### Work instruction
Exactly the lines from the top of the records below through the one containing "use crate::embeddings::EmbeddingGenerator;" must be set down, with no line added or dropped.

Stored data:
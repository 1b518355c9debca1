//! Document ingestion.
//!
//! Reads a file, embeds its whole content as one vector and upserts it with
//! descriptive metadata. Re-seeding an id replaces the earlier document.

use crate::embeddings::EmbeddingGenerator;
use crate::error::{RagError, RagResult};
use crate::manager::VectorIndexManager;
use crate::types::{IndexSettings, IngestStats, Metadata, SeedOptions, SeededDocument};
use chrono::Utc;
use serde_json::Value;
use std::io::ErrorKind;
use std::path::{Path, PathBuf};
use std::sync::Arc;
use std::time::Instant;
use walkdir::{DirEntry, WalkDir};

/// Category given to documents seeded without one.
pub const DEFAULT_CATEGORY: &str = "general";

/// Seeds documents into one index.
#[derive(Debug, Clone)]
pub struct DocumentIngestionPipeline {
    generator: Arc<EmbeddingGenerator>,
    manager: Arc<VectorIndexManager>,
    index: IndexSettings,
    base_dir: PathBuf,
}

impl DocumentIngestionPipeline {
    /// Relative sources resolve against the current working directory.
    pub fn new(
        generator: Arc<EmbeddingGenerator>,
        manager: Arc<VectorIndexManager>,
        index: IndexSettings,
    ) -> Self {
        Self {
            generator,
            manager,
            index,
            base_dir: std::env::current_dir().unwrap_or_else(|_| PathBuf::from(".")),
        }
    }

    /// Resolve relative sources against `base_dir` instead.
    pub fn with_base_dir(mut self, base_dir: impl Into<PathBuf>) -> Self {
        self.base_dir = base_dir.into();
        self
    }

    pub fn index(&self) -> &IndexSettings {
        &self.index
    }

    fn resolve(&self, source: &Path) -> PathBuf {
        if source.is_absolute() {
            source.to_path_buf()
        } else {
            self.base_dir.join(source)
        }
    }

    /// Seed one document.
    ///
    /// The stored metadata starts from `title` (file name), `category`
    /// ("general"), `source` (resolved path) and `content` (file text); the
    /// caller's metadata is merged on top and wins on every key.
    ///
    /// # Errors
    /// - [`RagError::FileNotFound`] when the file does not exist
    /// - [`RagError::InvalidInput`] when it cannot be read as text or is blank
    /// - embedding and store errors as classified by their components
    pub async fn seed(&self, options: SeedOptions) -> RagResult<SeededDocument> {
        self.manager
            .ensure_index(&self.index.name, self.index.dimension, self.index.metric)
            .await?;

        let path = self.resolve(&options.source);
        tracing::debug!("Seeding {:?}", path);

        let content = tokio::fs::read_to_string(&path).await.map_err(|e| match e.kind() {
            ErrorKind::NotFound => RagError::FileNotFound(path.display().to_string()),
            _ => RagError::InvalidInput(format!("cannot read {}: {}", path.display(), e)),
        })?;

        let vector = self.generator.generate(&content).await?;

        let id = match options.id.as_deref().map(str::trim) {
            Some(id) if !id.is_empty() => id.to_string(),
            _ => default_id(&path)?,
        };

        let metadata = build_metadata(&path, &content, options.metadata);

        self.manager
            .upsert(&self.index.name, &[id.clone()], &[vector], &[metadata])
            .await?;

        tracing::info!("Seeded '{}' from {:?} ({} bytes)", id, path, content.len());

        Ok(SeededDocument {
            id,
            source: path,
            bytes: content.len() as u64,
            dimensions: self.generator.dimensions(),
            seeded_at: Utc::now(),
        })
    }

    /// Seed every regular file under `dir` whose extension is listed.
    ///
    /// An empty extension list accepts every file. Hidden files and
    /// directories are skipped. A file that fails is logged and counted, and
    /// the walk continues.
    pub async fn seed_directory(&self, dir: &Path, extensions: &[String]) -> RagResult<IngestStats> {
        let start = Instant::now();
        let root = self.resolve(dir);

        if !root.exists() {
            return Err(RagError::FileNotFound(root.display().to_string()));
        }
        if !root.is_dir() {
            return Err(RagError::InvalidInput(format!(
                "{} is not a directory",
                root.display()
            )));
        }

        tracing::info!("Seeding directory {:?} into '{}'", root, self.index.name);

        let mut stats = IngestStats::default();

        let walker = WalkDir::new(&root)
            .follow_links(false)
            .sort_by_file_name()
            .into_iter()
            .filter_entry(|e| e.depth() == 0 || !is_hidden(e));

        for entry in walker {
            let entry = match entry {
                Ok(entry) => entry,
                Err(e) => {
                    tracing::warn!("Skipping unreadable entry: {}", e);
                    stats.failed += 1;
                    continue;
                }
            };

            if !entry.file_type().is_file() || !matches_extension(entry.path(), extensions) {
                continue;
            }

            match self.seed(SeedOptions::new(entry.path())).await {
                Ok(doc) => {
                    stats.seeded += 1;
                    stats.bytes_processed += doc.bytes;
                }
                Err(e) => {
                    tracing::warn!("Failed to seed {:?}: {}", entry.path(), e);
                    stats.failed += 1;
                }
            }
        }

        stats.duration_secs = start.elapsed().as_secs_f64();

        tracing::info!(
            "Seeded {} documents ({} failed, {} bytes) in {:.2}s",
            stats.seeded,
            stats.failed,
            stats.bytes_processed,
            stats.duration_secs
        );

        Ok(stats)
    }
}

/// File name without its extension.
fn default_id(path: &Path) -> RagResult<String> {
    path.file_stem()
        .map(|stem| stem.to_string_lossy().into_owned())
        .filter(|stem| !stem.is_empty())
        .ok_or_else(|| RagError::InvalidInput(format!("cannot derive an id from {}", path.display())))
}

fn build_metadata(path: &Path, content: &str, overrides: Option<Metadata>) -> Metadata {
    let title = path
        .file_name()
        .map(|name| name.to_string_lossy().into_owned())
        .unwrap_or_default();

    let mut metadata = Metadata::new();
    metadata.insert("title".to_string(), Value::String(title));
    metadata.insert("category".to_string(), Value::String(DEFAULT_CATEGORY.to_string()));
    metadata.insert("source".to_string(), Value::String(path.display().to_string()));
    metadata.insert("content".to_string(), Value::String(content.to_string()));

    if let Some(overrides) = overrides {
        if overrides.contains_key("content") {
            tracing::warn!(
                "Caller metadata replaces the stored content of {:?}; search results will not show the file text",
                path
            );
        }
        metadata.extend(overrides);
    }

    metadata
}

fn is_hidden(entry: &DirEntry) -> bool {
    entry
        .file_name()
        .to_str()
        .map(|name| name.starts_with('.'))
        .unwrap_or(false)
}

fn matches_extension(path: &Path, extensions: &[String]) -> bool {
    if extensions.is_empty() {
        return true;
    }

    path.extension()
        .and_then(|ext| ext.to_str())
        .map(|ext| {
            extensions
                .iter()
                .any(|allowed| allowed.trim_start_matches('.').eq_ignore_ascii_case(ext))
        })
        .unwrap_or(false)
}
//! SQLite-backed vector store.
//!
//! Vectors are stored as little-endian `f32` blobs next to their JSON
//! metadata; queries scan the index and rank in process. Suitable for
//! document collections in the tens of thousands.

use crate::types::{DistanceMetric, Embedding, IndexStats, Metadata};
use crate::vector_index::{QueryHit, QueryRequest, StoreError, VectorStore};
use chrono::Utc;
use rusqlite::{params, Connection, ErrorCode, OptionalExtension};
use std::path::PathBuf;
use std::sync::{Mutex, MutexGuard};
use std::time::Duration;

/// Connection string for a private in-memory database.
pub const MEMORY_URL: &str = "sqlite::memory:";

/// How long a statement waits on a locked database before giving up.
const BUSY_TIMEOUT: Duration = Duration::from_secs(5);

const SCHEMA: &str = r#"
    PRAGMA foreign_keys = ON;

    CREATE TABLE IF NOT EXISTS vector_indexes (
        name TEXT PRIMARY KEY,
        dimension INTEGER NOT NULL,
        metric TEXT NOT NULL,
        created_at TEXT NOT NULL
    );

    CREATE TABLE IF NOT EXISTS vectors (
        index_name TEXT NOT NULL,
        id TEXT NOT NULL,
        embedding BLOB NOT NULL,
        metadata TEXT NOT NULL,
        PRIMARY KEY (index_name, id),
        FOREIGN KEY (index_name) REFERENCES vector_indexes(name) ON DELETE CASCADE
    );
"#;

#[derive(Debug, Clone, PartialEq)]
enum StoreLocation {
    Memory,
    File(PathBuf),
}

/// Parse `sqlite::memory:`, `sqlite://<path>`, `sqlite:<path>` or a bare path.
fn parse_location(url: &str) -> Result<StoreLocation, StoreError> {
    let url = url.trim();
    if url.is_empty() {
        return Err(StoreError::Connection("empty connection string".to_string()));
    }

    if matches!(url, ":memory:" | "sqlite::memory:" | "sqlite://:memory:") {
        return Ok(StoreLocation::Memory);
    }

    if let Some(path) = url.strip_prefix("sqlite://").or_else(|| url.strip_prefix("sqlite:")) {
        if path.is_empty() {
            return Err(StoreError::Connection(format!("missing database path in {}", url)));
        }
        return Ok(StoreLocation::File(PathBuf::from(path)));
    }

    if let Some((scheme, _)) = url.split_once("://") {
        return Err(StoreError::Connection(format!(
            "unsupported store scheme '{}', expected sqlite",
            scheme
        )));
    }

    Ok(StoreLocation::File(PathBuf::from(url)))
}

/// Map a SQLite failure onto the store error tags.
fn sqlite_error(context: &str, err: rusqlite::Error) -> StoreError {
    let message = format!("{}: {}", context, err);
    match err.sqlite_error_code() {
        Some(ErrorCode::DatabaseBusy) | Some(ErrorCode::DatabaseLocked) => StoreError::Timeout(message),
        Some(ErrorCode::CannotOpen) | Some(ErrorCode::NotADatabase) => StoreError::Connection(message),
        _ => StoreError::Backend(message),
    }
}

/// Convert embedding vector to bytes for storage.
fn embedding_to_bytes(embedding: &[f32]) -> Vec<u8> {
    embedding.iter().flat_map(|v| v.to_le_bytes()).collect()
}

/// Convert bytes back to embedding vector.
fn bytes_to_embedding(bytes: &[u8]) -> Result<Embedding, StoreError> {
    if bytes.len() % 4 != 0 {
        return Err(StoreError::Backend(format!(
            "corrupt embedding blob of {} bytes",
            bytes.len()
        )));
    }

    Ok(bytes
        .chunks_exact(4)
        .map(|c| f32::from_le_bytes([c[0], c[1], c[2], c[3]]))
        .collect())
}

/// SQLite vector store sharing one connection.
#[derive(Debug)]
pub struct SqliteVectorStore {
    conn: Mutex<Connection>,
    location: String,
}

impl SqliteVectorStore {
    /// Open (or create) the database named by `url` and install the schema.
    pub fn connect(url: &str) -> Result<Self, StoreError> {
        let conn = match parse_location(url)? {
            StoreLocation::Memory => Connection::open_in_memory()
                .map_err(|e| StoreError::Connection(format!("{}: {}", url, e)))?,
            StoreLocation::File(path) => {
                if let Some(parent) = path.parent().filter(|p| !p.as_os_str().is_empty()) {
                    std::fs::create_dir_all(parent).map_err(|e| {
                        StoreError::Connection(format!("cannot create {:?}: {}", parent, e))
                    })?;
                }
                Connection::open(&path)
                    .map_err(|e| StoreError::Connection(format!("{:?}: {}", path, e)))?
            }
        };

        conn.busy_timeout(BUSY_TIMEOUT)
            .map_err(|e| sqlite_error("failed to set busy timeout", e))?;
        conn.execute_batch(SCHEMA)
            .map_err(|e| sqlite_error("failed to create tables", e))?;

        tracing::debug!("Opened SQLite vector store at {}", url);

        Ok(Self {
            conn: Mutex::new(conn),
            location: url.to_string(),
        })
    }

    /// Private in-memory store.
    pub fn in_memory() -> Result<Self, StoreError> {
        Self::connect(MEMORY_URL)
    }

    /// Connection string this store was opened with.
    pub fn location(&self) -> &str {
        &self.location
    }

    fn lock(&self) -> Result<MutexGuard<'_, Connection>, StoreError> {
        self.conn
            .lock()
            .map_err(|_| StoreError::Backend("store connection lock poisoned".to_string()))
    }

    fn index_settings(
        conn: &Connection,
        name: &str,
    ) -> Result<Option<(usize, DistanceMetric)>, StoreError> {
        let row = conn
            .query_row(
                "SELECT dimension, metric FROM vector_indexes WHERE name = ?1",
                params![name],
                |row| Ok((row.get::<_, i64>(0)?, row.get::<_, String>(1)?)),
            )
            .optional()
            .map_err(|e| sqlite_error("failed to read index", e))?;

        match row {
            Some((dimension, metric)) => {
                let metric = metric.parse::<DistanceMetric>().map_err(StoreError::Backend)?;
                Ok(Some((dimension as usize, metric)))
            }
            None => Ok(None),
        }
    }

    fn require_index(conn: &Connection, name: &str) -> Result<(usize, DistanceMetric), StoreError> {
        Self::index_settings(conn, name)?.ok_or_else(|| StoreError::IndexNotFound(name.to_string()))
    }
}

#[async_trait::async_trait]
impl VectorStore for SqliteVectorStore {
    async fn create_index(
        &self,
        name: &str,
        dimension: usize,
        metric: DistanceMetric,
    ) -> Result<(), StoreError> {
        let conn = self.lock()?;

        if let Some((existing_dim, existing_metric)) = Self::index_settings(&conn, name)? {
            if existing_dim == dimension && existing_metric == metric {
                return Err(StoreError::AlreadyExists(name.to_string()));
            }
            return Err(StoreError::Backend(format!(
                "index \"{}\" exists with dimension {} and metric {}, requested dimension {} and metric {}",
                name, existing_dim, existing_metric, dimension, metric
            )));
        }

        conn.execute(
            "INSERT INTO vector_indexes (name, dimension, metric, created_at) VALUES (?1, ?2, ?3, ?4)",
            params![name, dimension as i64, metric.as_str(), Utc::now().to_rfc3339()],
        )
        .map_err(|e| sqlite_error("failed to create index", e))?;

        tracing::debug!("Created index '{}' ({} dims, {})", name, dimension, metric);
        Ok(())
    }

    async fn upsert(
        &self,
        index_name: &str,
        ids: &[String],
        vectors: &[Embedding],
        metadata: &[Metadata],
    ) -> Result<(), StoreError> {
        if ids.len() != vectors.len() || ids.len() != metadata.len() {
            return Err(StoreError::Backend(format!(
                "upsert batch is ragged: {} ids, {} vectors, {} metadata",
                ids.len(),
                vectors.len(),
                metadata.len()
            )));
        }

        let mut conn = self.lock()?;
        let (dimension, _) = Self::require_index(&conn, index_name)?;

        if let Some(bad) = vectors.iter().find(|v| v.len() != dimension) {
            return Err(StoreError::DimensionMismatch {
                expected: dimension,
                actual: bad.len(),
            });
        }

        let tx = conn
            .transaction()
            .map_err(|e| sqlite_error("failed to begin transaction", e))?;
        {
            let mut stmt = tx
                .prepare(
                    "INSERT INTO vectors (index_name, id, embedding, metadata) VALUES (?1, ?2, ?3, ?4)
                     ON CONFLICT (index_name, id) DO UPDATE SET
                        embedding = excluded.embedding,
                        metadata = excluded.metadata",
                )
                .map_err(|e| sqlite_error("failed to prepare upsert", e))?;

            for ((id, vector), meta) in ids.iter().zip(vectors).zip(metadata) {
                let metadata_json = serde_json::to_string(meta)
                    .map_err(|e| StoreError::Backend(format!("failed to serialize metadata: {}", e)))?;
                stmt.execute(params![index_name, id, embedding_to_bytes(vector), metadata_json])
                    .map_err(|e| sqlite_error("failed to upsert vector", e))?;
            }
        }
        tx.commit()
            .map_err(|e| sqlite_error("failed to commit upsert", e))?;

        tracing::debug!("Upserted {} vectors into '{}'", ids.len(), index_name);
        Ok(())
    }

    async fn query(&self, request: &QueryRequest) -> Result<Vec<QueryHit>, StoreError> {
        let conn = self.lock()?;
        let (dimension, metric) = Self::require_index(&conn, &request.index_name)?;

        if request.vector.len() != dimension {
            return Err(StoreError::DimensionMismatch {
                expected: dimension,
                actual: request.vector.len(),
            });
        }

        let mut stmt = conn
            .prepare("SELECT id, embedding, metadata FROM vectors WHERE index_name = ?1")
            .map_err(|e| sqlite_error("failed to prepare query", e))?;

        let rows = stmt
            .query_map(params![request.index_name], |row| {
                Ok((
                    row.get::<_, String>(0)?,
                    row.get::<_, Vec<u8>>(1)?,
                    row.get::<_, String>(2)?,
                ))
            })
            .map_err(|e| sqlite_error("failed to query vectors", e))?;

        let mut scored: Vec<(String, f32, String, Embedding)> = Vec::new();
        for row in rows {
            let (id, blob, metadata_json) = row.map_err(|e| sqlite_error("failed to read row", e))?;
            let vector = bytes_to_embedding(&blob)?;
            let score = metric.score(&request.vector, &vector);
            // NaN never passes the threshold
            if score >= request.min_score {
                scored.push((id, score, metadata_json, vector));
            }
        }

        scored.sort_by(|a, b| {
            b.1.partial_cmp(&a.1)
                .unwrap_or(std::cmp::Ordering::Equal)
                .then_with(|| a.0.cmp(&b.0))
        });
        scored.truncate(request.top_k);

        let hits = scored
            .into_iter()
            .map(|(id, score, metadata_json, vector)| {
                let metadata: Metadata = serde_json::from_str(&metadata_json).map_err(|e| {
                    StoreError::Backend(format!("failed to parse metadata of '{}': {}", id, e))
                })?;
                Ok(QueryHit {
                    id,
                    score: Some(score),
                    metadata: Some(metadata),
                    vector: request.include_vector.then_some(vector),
                })
            })
            .collect::<Result<Vec<_>, StoreError>>()?;

        tracing::debug!(
            "Query on '{}' returned {} hits (top_k={}, min_score={})",
            request.index_name,
            hits.len(),
            request.top_k,
            request.min_score
        );

        Ok(hits)
    }

    async fn describe_index(&self, name: &str) -> Result<IndexStats, StoreError> {
        let conn = self.lock()?;
        let (dimension, metric) = Self::require_index(&conn, name)?;

        let count: i64 = conn
            .query_row(
                "SELECT COUNT(*) FROM vectors WHERE index_name = ?1",
                params![name],
                |row| row.get(0),
            )
            .map_err(|e| sqlite_error("failed to count vectors", e))?;

        Ok(IndexStats {
            name: name.to_string(),
            dimension,
            metric,
            count: count as u64,
        })
    }

    async fn list_indexes(&self) -> Result<Vec<String>, StoreError> {
        let conn = self.lock()?;
        let mut stmt = conn
            .prepare("SELECT name FROM vector_indexes ORDER BY name")
            .map_err(|e| sqlite_error("failed to list indexes", e))?;

        let names = stmt
            .query_map([], |row| row.get::<_, String>(0))
            .map_err(|e| sqlite_error("failed to list indexes", e))?
            .collect::<Result<Vec<_>, _>>()
            .map_err(|e| sqlite_error("failed to read index name", e))?;

        Ok(names)
    }

    async fn delete_index(&self, name: &str) -> Result<(), StoreError> {
        let mut conn = self.lock()?;
        let tx = conn
            .transaction()
            .map_err(|e| sqlite_error("failed to begin transaction", e))?;

        tx.execute("DELETE FROM vectors WHERE index_name = ?1", params![name])
            .map_err(|e| sqlite_error("failed to delete vectors", e))?;
        let removed = tx
            .execute("DELETE FROM vector_indexes WHERE name = ?1", params![name])
            .map_err(|e| sqlite_error("failed to delete index", e))?;

        if removed == 0 {
            return Err(StoreError::IndexNotFound(name.to_string()));
        }

        tx.commit()
            .map_err(|e| sqlite_error("failed to commit delete", e))?;

        tracing::info!("Deleted index '{}'", name);
        Ok(())
    }
}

### Your response
repository 1b518355c9debca1
//! Document ingestion.
//!
//! Reads a file, embeds its whole content as one vector and upserts it with
//! descriptive metadata. Re-seeding an id replaces the earlier document.

use crate::embeddings::EmbeddingGenerator;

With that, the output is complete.